Taiwan Mobile Extends Nokia 5G Deal Around AI-Native Network Operations
RCR Wireless News reported that Taiwan Mobile and Nokia have extended their 5G partnership with AI-native network operations, including AirScale equipment, MantaRay SON automation, RedCap support and a 100% renewable-electricity target by 2040.

Taiwan Mobile is extending its Nokia 5G partnership around AI-native network operations, not a simple radio refresh.
RCR Wireless News framed the agreement as a move to embed artificial intelligence across operations, automation and energy management in the operator's mobile network.
The software layer is becoming the test of telecom modernisation in this deployment.
AirScale baseband and radio equipment are part of the agreement.
The operating change sits in predictive hardware analytics, self-organising network controls, traffic steering and power optimisation.
Nokia Deal Adds AI To 5G Operations
The vendor relationship predates the current rollout.
The partnership spans every mobile generation from 2G to 5G, with the Finnish vendor often acting as Taiwan Mobile's only equipment supplier.
The new agreement keeps that relationship in place and shifts the focus from conventional capacity upgrades to automated network management.
The hardware package includes the vendor's latest modular AirScale baseband and radio solutions, advanced massive MIMO radios and remote radio heads.
The deployment builds on earlier Habrok 32 and Osprey 32 massive MIMO radios, making the new step an extension of existing infrastructure.

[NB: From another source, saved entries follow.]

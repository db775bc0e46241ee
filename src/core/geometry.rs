//! Arrow geometry - bearings, screen placement, visibility
//!
//! Pure math over snapshots. Angles are radians, 0 points right (+x) and
//! angles grow toward +y, matching `atan2` in a screen coordinate system
//! with y pointing down.

use std::f32::consts::FRAC_PI_2;

use super::constants::EDGE_INSET;
use super::types::{Rect, ScreenPos, WorldPos};

// =============================================================================
// BEARINGS
// =============================================================================

/// World-space bearing from one position to another
pub fn bearing(from: WorldPos, to: WorldPos) -> f32 {
    (to.y - from.y).atan2(to.x - from.x)
}

/// Rotation to apply to the arrow sprite for a bearing. The artwork
/// carries a quarter-turn offset.
pub fn sprite_rotation(bearing: f32) -> f32 {
    bearing - FRAC_PI_2
}

// =============================================================================
// SCREEN PLACEMENT
// =============================================================================

/// Screen anchor for an arrow with the given bearing: a point on an
/// ellipse centered mid-screen and inset from the borders, so the sprite
/// never clips at the edge
pub fn edge_point(screen_w: f32, screen_h: f32, angle: f32) -> ScreenPos {
    let cx = screen_w / 2.0;
    let cy = screen_h / 2.0;
    ScreenPos::new(
        cx + EDGE_INSET * cx * angle.cos(),
        cy + EDGE_INSET * cy * angle.sin(),
    )
}

/// Label anchor `offset` pixels back from the arrow along its bearing,
/// between the arrow and the screen center
pub fn label_pos(arrow: ScreenPos, bearing: f32, offset: f32) -> ScreenPos {
    ScreenPos::new(
        arrow.x - offset * bearing.cos(),
        arrow.y - offset * bearing.sin(),
    )
}

// =============================================================================
// VISIBILITY
// =============================================================================

/// True when the target's bounding box overlaps the visible world region.
/// On-screen targets need no arrow.
pub fn target_on_screen(bounds: &Rect, visible_world: &Rect) -> bool {
    bounds.intersects(visible_world)
}

#[cfg(test)]
mod tests {
    use super::*;
    use std::f32::consts::{FRAC_PI_4, PI};

    fn assert_close(a: f32, b: f32) {
        assert!((a - b).abs() < 0.001, "{} != {}", a, b);
    }

    #[test]
    fn test_bearing_cardinal_directions() {
        let origin = WorldPos::new(0.0, 0.0);
        assert_close(bearing(origin, WorldPos::new(10.0, 0.0)), 0.0);
        assert_close(bearing(origin, WorldPos::new(0.0, 10.0)), FRAC_PI_2);
        assert_close(bearing(origin, WorldPos::new(-10.0, 0.0)), PI);
        assert_close(bearing(origin, WorldPos::new(0.0, -10.0)), -FRAC_PI_2);
    }

    #[test]
    fn test_bearing_diagonal() {
        let origin = WorldPos::new(0.0, 0.0);
        assert_close(bearing(origin, WorldPos::new(5.0, 5.0)), FRAC_PI_4);
    }

    #[test]
    fn test_bearing_is_position_relative() {
        let a = WorldPos::new(100.0, 50.0);
        let b = WorldPos::new(130.0, 50.0);
        assert_close(bearing(a, b), 0.0);
        assert_close(bearing(b, a), PI);
    }

    #[test]
    fn test_sprite_rotation_offsets_quarter_turn() {
        assert_close(sprite_rotation(FRAC_PI_2), 0.0);
        assert_close(sprite_rotation(0.0), -FRAC_PI_2);
    }

    #[test]
    fn test_edge_point_cardinal_directions() {
        // 800x600 screen: half extents 400/300, inset radius 360/270
        let right = edge_point(800.0, 600.0, 0.0);
        assert_close(right.x, 760.0);
        assert_close(right.y, 300.0);

        let down = edge_point(800.0, 600.0, FRAC_PI_2);
        assert_close(down.x, 400.0);
        assert_close(down.y, 570.0);

        let left = edge_point(800.0, 600.0, PI);
        assert_close(left.x, 40.0);
        assert_close(left.y, 300.0);

        let up = edge_point(800.0, 600.0, -FRAC_PI_2);
        assert_close(up.x, 400.0);
        assert_close(up.y, 30.0);
    }

    #[test]
    fn test_edge_point_stays_inside_screen() {
        let mut angle = -PI;
        while angle < PI {
            let p = edge_point(1920.0, 1080.0, angle);
            assert!(p.x > 0.0 && p.x < 1920.0, "x={} at angle {}", p.x, angle);
            assert!(p.y > 0.0 && p.y < 1080.0, "y={} at angle {}", p.y, angle);
            angle += 0.1;
        }
    }

    #[test]
    fn test_label_pos_backs_off_along_bearing() {
        let arrow = ScreenPos::new(100.0, 100.0);

        let right = label_pos(arrow, 0.0, 40.0);
        assert_close(right.x, 60.0);
        assert_close(right.y, 100.0);

        let down = label_pos(arrow, FRAC_PI_2, 40.0);
        assert_close(down.x, 100.0);
        assert_close(down.y, 60.0);
    }

    #[test]
    fn test_target_on_screen() {
        let visible = Rect::new(0.0, 0.0, 1280.0, 720.0);
        let inside = Rect::new(600.0, 300.0, 64.0, 128.0);
        let outside = Rect::new(2000.0, 300.0, 64.0, 128.0);
        let straddling = Rect::new(1250.0, 0.0, 64.0, 128.0);

        assert!(target_on_screen(&inside, &visible));
        assert!(!target_on_screen(&outside, &visible));
        assert!(target_on_screen(&straddling, &visible));
    }
}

Predictive Hardware Analytics is being added to detect and prevent equipment failures before they affect service, and Taiwan Mobile's MantaRay SON deployment is being expanded with AI capabilities.
The self-organising network layer handles parameter tuning across power levels, handovers and load balancing.
Automation Layer Targets Resilience And Uplink Traffic
Dynamic traffic steering and self-healing functions are designed to keep service running when load patterns shift or parts of the network fail.
The vendor presented those capabilities as commercial-grade.
AI-driven network autonomy remains a young discipline across telecom networks.
The agreement follows an earlier memorandum of understanding at MWC in March 2025 covering AI mobile networks.
That work included the Nokia Assurance Center, described as combining digital twins with generative AI for real-time anomaly detection.
AI traffic also changes the capacity problem.
Next-generation baseband units deliver higher capacity and better uplink performance for AI applications that generate meaningful upstream traffic across mobile networks.
RedCap And Network Slicing Shape Enterprise Services
Spectrum and service features sit underneath the AI operations layer.
Dynamic spectrum sharing across 4G and 5G lets Taiwan Mobile use spectrum assets across generations, while carrier aggregation combines multiple frequency bands to increase data rates, throughput and end-user speeds.
The service layer uses an existing 5G standalone core to create network slices for enterprise customers.
The agreement also adds RedCap support, a reduced-capability 5G tier for lower-power IoT sensors and wearables.
Taiwan Mobile's footprint includes thousands of modernised LTE sites and more than 3,000 5G cell sites nationwide.
The footprint gives the AI-native agreement a live network base, not only a laboratory or proof-of-concept setting.
Renewable Target Leaves Rollout Terms Unclear
Power use is part of the commercial logic.
AirScale hardware relies on ReefShark system-on-chip technology, which Nokia markets as reducing power consumption per bit.
AI-powered algorithms are intended to cut consumption during low-traffic periods or in underused cells.
Taiwan Mobile has committed to RE100 and aims to run on 100% renewable electricity by 2040.
Nokia's related AI-RAN collaboration with Telia Finland makes the Taiwan deal part of a wider commercialisation path for automated radio networks.
The public agreement does not name financial terms, rollout phases or measured customer-level performance results for AI-managed network operations.